Green Party presidential candidate Marina Silva has decided to abstain from endorsing either of the second round candidates, Dilma Rousseff of the Workers Party (PT) or José Serra of the Brazilian Social Democratic Party (PSDB). This deft decision provides tacit support for Dilma, but without any of the political benefits to her new political party, her voters and supporters, or the nation as a whole. Marina’s decision may prove to be the biggest loss of all.
Make no mistake; abstentions from the democratic electoral process necessarily contribute to the election of the winning candidate. In this case, Marina chose to avoid the “dirty,” but essentially democratic deal making of the second round to sustain her programmatic message of environmental protection and sustainable development.
However, even this decision has measurable consequences that will impact the second round voting in important ways that she could expect. Serra cannot overtake Dilma’s commanding lead in the first round voting without a massive migration of Marina’s voters to his ticket in the second round on October 31.
Do the math; Serra needs more than 14.5 million more votes to eclipse Dilma’s first round performance; or nearly 74 percent of Marina’s voters to join his ranks. According to DataFolha’s Oct. 21 opinion poll, only 46 percent of Marina’s voters intend to vote for Serra, five points less than the week before.
It is unlikely that Serra can attract enough second round support given Marina’s long and distinguished history with the PT and service as Minister of the Environment (2003-2008) under much of President Lula’s successful government. Moreover, it is improbable that Dilma’s voters will flip for Serra down the stretch, despite efforts by Veja and the Folha de S. Paulo to exaggerate scandals associated with Dilma’s replacement as Minister of the Casa Civil (chief of staff) of the Presidency.
Indeed, as the Green Party Vice-President Alfredo Sirkis points out, Dilma’s response to Marina’s open letter to both candidates identified a high level of compatibility between the two candidates’ environmental and social policy proposals, with a few notable exceptions including Dilma’s opposition to the establishment of a regulatory agency to enforce the national climate change policy.
Serra did not even respond, allowing PSDB President Sergio Guerra to invite the Greens to collaborate while noting his less than convincing short list of policy convergence. A neutral observer could conclude that important elements of Serra’s own electoral coalition would reject any “pragmatic” deal to incorporate Marina and the Greens into the campaign or a would be Serra administration in 2011.
Marina defended her decision by arguing that both the PT and PSDB have submerged Brazilian democracy into a shallow pragmatism that impoverishes the policy debate and suffocates the construction of a peaceful political culture centered on fusing different and sometimes divergent visions and policy prescriptions to achieve the public interest.

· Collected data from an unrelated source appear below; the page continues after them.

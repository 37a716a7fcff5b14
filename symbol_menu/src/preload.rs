//! Loading a tree from a preload file given on the command line.
use std::fs::File;
use std::io::BufReader;
use std::path::PathBuf;

use log::info;
use symbol_tree::entry::EntryParser;
use symbol_tree::{Entry, Result, SymbolPriceTree, SymbolRules};

/// Builds a tree from the entries in `raw_path`. Later lines win over earlier ones
/// for the same symbol. A file that cannot be opened is an I/O error.
pub fn load_tree(raw_path: &str, rules: &SymbolRules) -> Result<SymbolPriceTree> {
    let path = clean_path(raw_path);
    let file = File::open(&path)?;
    let entries = Entry::parse_from_file(BufReader::new(file), rules)?;
    info!("Loaded {} entries from {}", entries.len(), path.display());
    Ok(entries
        .into_iter()
        .map(|entry| (entry.symbol, entry.price))
        .collect())
}

/// Trims the argument and drops one pair of surrounding double quotes, if present.
fn clean_path(raw: &str) -> PathBuf {
    let trimmed = raw.trim();
    match trimmed.strip_prefix('"').and_then(|rest| rest.strip_suffix('"')) {
        Some(inner) => PathBuf::from(inner),
        None => PathBuf::from(trimmed),
    }
}

#[cfg(test)]
mod tests {
    use super::*;
    use std::io::ErrorKind;
    use symbol_tree::TreeError;

    #[test]
    fn strips_matching_quotes() {
        assert_eq!(clean_path(" \"C:\\prices.txt\" "), PathBuf::from("C:\\prices.txt"));
        assert_eq!(clean_path("\"half"), PathBuf::from("\"half"));
    }

    #[test]
    fn missing_file_is_an_io_error() {
        match load_tree("/definitely/not/here.txt", &SymbolRules::default()) {
            Err(TreeError::Io(e)) => assert_eq!(e.kind(), ErrorKind::NotFound),
            other => panic!("unexpected result: {:?}", other.map(|tree| tree.len())),
        }
    }
}
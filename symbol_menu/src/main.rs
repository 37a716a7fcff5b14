//! Stock Market Tree — an interactive menu for keeping stock prices in an ordered,
//! in-memory binary search tree.
//!
//! Usage example (CLI):
//! ```bash
//! symbol_menu --preload ./prices.txt --overlong truncate
//! ```
//!
//! Logs go to stderr; set `RUST_LOG=info` or `RUST_LOG=debug` to see them.
#![warn(missing_docs)]
use std::io;

use clap::Parser;
use log::info;
use symbol_menu::preload::load_tree;
use symbol_menu::{Args, Session};
use symbol_tree::{Result, SymbolPriceTree, TreeError};

fn main() -> Result<(), TreeError> {
    init_logger();
    let args = Args::parse();
    let rules = args.symbol_rules()?;
    info!(
        "Symbols up to {} characters, overlong: {}, listing: {}",
        rules.max_len(),
        rules.policy(),
        args.list_format
    );

    let tree = match &args.preload {
        Some(path) => load_tree(path, &rules)?,
        None => SymbolPriceTree::new(),
    };

    let stdin = io::stdin();
    let stdout = io::stdout();
    let mut session = Session::new(stdin.lock(), stdout.lock(), tree, rules, args.list_format);
    session.run()
}

fn init_logger() {
    env_logger::Builder::new()
        .filter_level(log::LevelFilter::Warn)
        .parse_default_env()
        .init();
}
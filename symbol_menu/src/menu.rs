//! Menu entries and their numeric selection.
use std::io::Write;

use strum::IntoEnumIterator;
use strum_macros::{Display, EnumIter};

/// One selectable line of the main menu.
#[derive(Debug, Clone, Copy, Display, EnumIter, Eq, PartialEq)]
pub enum MenuChoice {
    /// Insert a symbol or overwrite its price.
    #[strum(to_string = "Insert a stock")]
    Insert = 1,
    /// Look up a price.
    #[strum(to_string = "Search for a stock")]
    Search = 2,
    /// Change the price of an existing symbol.
    #[strum(to_string = "Update the price of a stock")]
    Update = 3,
    /// Print every entry in symbol order.
    #[strum(to_string = "Display all stocks")]
    List = 4,
    /// Leave the menu.
    #[strum(to_string = "Exit")]
    Exit = 5,
}

impl MenuChoice {
    /// Number the user types to pick this entry.
    pub fn number(self) -> u8 {
        self as u8
    }

    /// Maps a line of user input to a menu entry.
    pub fn from_input(input: &str) -> Option<Self> {
        let number: u8 = input.trim().parse().ok()?;
        MenuChoice::iter().find(|choice| choice.number() == number)
    }
}

/// Writes the menu header and every entry.
pub fn render_menu<W: Write>(out: &mut W) -> std::io::Result<()> {
    writeln!(out)?;
    writeln!(out, "Stock Market Tree Menu:")?;
    for choice in MenuChoice::iter() {
        writeln!(out, "{}. {}", choice.number(), choice)?;
    }
    Ok(())
}
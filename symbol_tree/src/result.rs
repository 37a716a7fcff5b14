//! Result type alias shared across the workspace.
use crate::error::TreeError;

/// Workspace-wide `Result` alias with `TreeError` as the default error.
pub type Result<T, E = TreeError> = std::result::Result<T, E>;
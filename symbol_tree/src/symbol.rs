//! Stock symbols and the limits applied to them before they reach the tree.
//!
//! A [`Symbol`] can only be built through [`SymbolRules`], so every key stored in the
//! tree is non-empty and no longer than the configured maximum. Oversized input is
//! either rejected or truncated to the first `max_len` characters, depending on the
//! [`OverlongPolicy`].
use std::borrow::Borrow;
use std::fmt;
use std::str::FromStr;

use clap::ValueEnum;
use log::info;
use serde::Serialize;
use strum_macros::{Display, EnumString};

use crate::error::TreeError;
use crate::result::Result;

/// Default maximum symbol length in characters.
pub const DEFAULT_MAX_SYMBOL_LEN: usize = 9;

/// What to do with a symbol longer than the configured maximum.
#[derive(
    Debug,
    Clone,
    Copy,
    Default,
    ValueEnum,
    Display,
    EnumString,
    Eq,
    PartialEq,
)]
#[clap(rename_all = "lower")]
#[strum(serialize_all = "lowercase", ascii_case_insensitive)]
pub enum OverlongPolicy {
    /// Refuse the symbol with [`TreeError::SymbolTooLong`].
    #[default]
    Reject,
    /// Keep the first `max_len` characters.
    Truncate,
}

/// Length limit and overflow policy for symbols.
#[derive(Debug, Clone, Copy, Eq, PartialEq)]
pub struct SymbolRules {
    max_len: usize,
    policy: OverlongPolicy,
}

impl Default for SymbolRules {
    fn default() -> Self {
        Self {
            max_len: DEFAULT_MAX_SYMBOL_LEN,
            policy: OverlongPolicy::Reject,
        }
    }
}

impl SymbolRules {
    /// Creates rules with the given limit. A limit of zero admits no symbol and is refused.
    pub fn new(max_len: usize, policy: OverlongPolicy) -> Result<Self> {
        if max_len == 0 {
            return Err(TreeError::InvalidConfig(
                "maximum symbol length must be at least 1".to_string(),
            ));
        }
        Ok(Self { max_len, policy })
    }

    /// Maximum symbol length in characters.
    pub fn max_len(&self) -> usize {
        self.max_len
    }

    /// Policy applied to symbols over the limit.
    pub fn policy(&self) -> OverlongPolicy {
        self.policy
    }

    /// Validates raw user input and turns it into a [`Symbol`].
    ///
    /// Surrounding whitespace is stripped first. Case is preserved. Length is counted
    /// in characters, and truncation never splits a multi-byte character.
    pub fn parse(&self, raw: &str) -> Result<Symbol> {
        let trimmed = raw.trim();
        if trimmed.is_empty() {
            return Err(TreeError::EmptySymbol);
        }

        match trimmed.char_indices().nth(self.max_len) {
            None => Ok(Symbol(trimmed.to_string())),
            Some((cut, _)) => match self.policy {
                OverlongPolicy::Reject => Err(TreeError::SymbolTooLong {
                    symbol: trimmed.to_string(),
                    max: self.max_len,
                }),
                OverlongPolicy::Truncate => {
                    let kept = &trimmed[..cut];
                    info!("Symbol {} truncated to {}", trimmed, kept);
                    Ok(Symbol(kept.to_string()))
                }
            },
        }
    }
}

/// Validated, owned stock symbol. Ordering is byte-wise on the underlying string.
#[derive(Debug, Clone, PartialEq, Eq, PartialOrd, Ord, Hash, Serialize)]
#[serde(transparent)]
pub struct Symbol(String);

impl Symbol {
    /// Returns the symbol text.
    pub fn as_str(&self) -> &str {
        &self.0
    }
}

impl fmt::Display for Symbol {
    fn fmt(&self, f: &mut fmt::Formatter<'_>) -> fmt::Result {
        f.write_str(&self.0)
    }
}

impl Borrow<str> for Symbol {
    fn borrow(&self) -> &str {
        &self.0
    }
}

/// Parses with the default rules (9 characters, reject overlong).
impl FromStr for Symbol {
    type Err = TreeError;

    fn from_str(s: &str) -> Result<Self> {
        SymbolRules::default().parse(s)
    }
}

#[cfg(test)]
mod tests {
    use super::*;

    #[test]
    fn keeps_case_and_trims_whitespace() {
        let symbol: Symbol = "  aApl \n".parse().unwrap();
        assert_eq!(symbol.as_str(), "aApl");
    }

    #[test]
    fn empty_and_blank_symbols_are_rejected() {
        assert!(matches!("".parse::<Symbol>(), Err(TreeError::EmptySymbol)));
        assert!(matches!(" \t".parse::<Symbol>(), Err(TreeError::EmptySymbol)));
    }

    #[test]
    fn default_limit_is_nine_characters() {
        assert!("ABCDEFGHI".parse::<Symbol>().is_ok());
        match "ABCDEFGHIJ".parse::<Symbol>() {
            Err(TreeError::SymbolTooLong { symbol, max }) => {
                assert_eq!(symbol, "ABCDEFGHIJ");
                assert_eq!(max, 9);
            }
            other => panic!("unexpected result: {:?}", other),
        }
    }

    #[test]
    fn truncate_keeps_leading_characters() {
        let rules = SymbolRules::new(4, OverlongPolicy::Truncate).unwrap();
        assert_eq!(rules.parse("GOOGL").unwrap().as_str(), "GOOG");
        assert_eq!(rules.parse("IBM").unwrap().as_str(), "IBM");
    }

    #[test]
    fn truncate_respects_char_boundaries() {
        let rules = SymbolRules::new(2, OverlongPolicy::Truncate).unwrap();
        assert_eq!(rules.parse("ÄÖÜ").unwrap().as_str(), "ÄÖ");
    }

    #[test]
    fn zero_limit_is_a_config_error() {
        assert!(matches!(
            SymbolRules::new(0, OverlongPolicy::Reject),
            Err(TreeError::InvalidConfig(_))
        ));
    }

    #[test]
    fn policy_parses_case_insensitively() {
        assert_eq!("TRUNCATE".parse::<OverlongPolicy>().unwrap(), OverlongPolicy::Truncate);
        assert_eq!(OverlongPolicy::Reject.to_string(), "reject");
    }
}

Speaking for the Green party, Sirkis states, “We refuse to participate in the second round’s negotiations where candidates promise governmental offices and influence in exchange for electoral support. Rather, we will try to steer the second round toward a debate on government programs and policy platforms.”
Yet, it is not clear that either Marina or her Green party have really side stepped the deal making of electoral democracy altogether. The Green party’s performance in federal congressional elections was disappointing given Marina’s strong third place finish. In all, the party only increased its number of federal deputies from 14 to 15 (out of 513 total) and failed to elect one senator (and lost Marina Silva’s seat to the campaign).
Therefore, the Green party had little to offer either one of the candidates at the federal legislative level, but could have amplified the influence of its small caucus by directly participating in either one of the second round campaigns.
Of course this raises the question; did either Dilma or Serra even want the Greens in their respective political coalitions? The decision to abstain now allows each individual Green party legislator to cut his or her own deals within the Chamber of Deputies and with the executive branch, but without the transparency or accountability inherent to an official party endorsement.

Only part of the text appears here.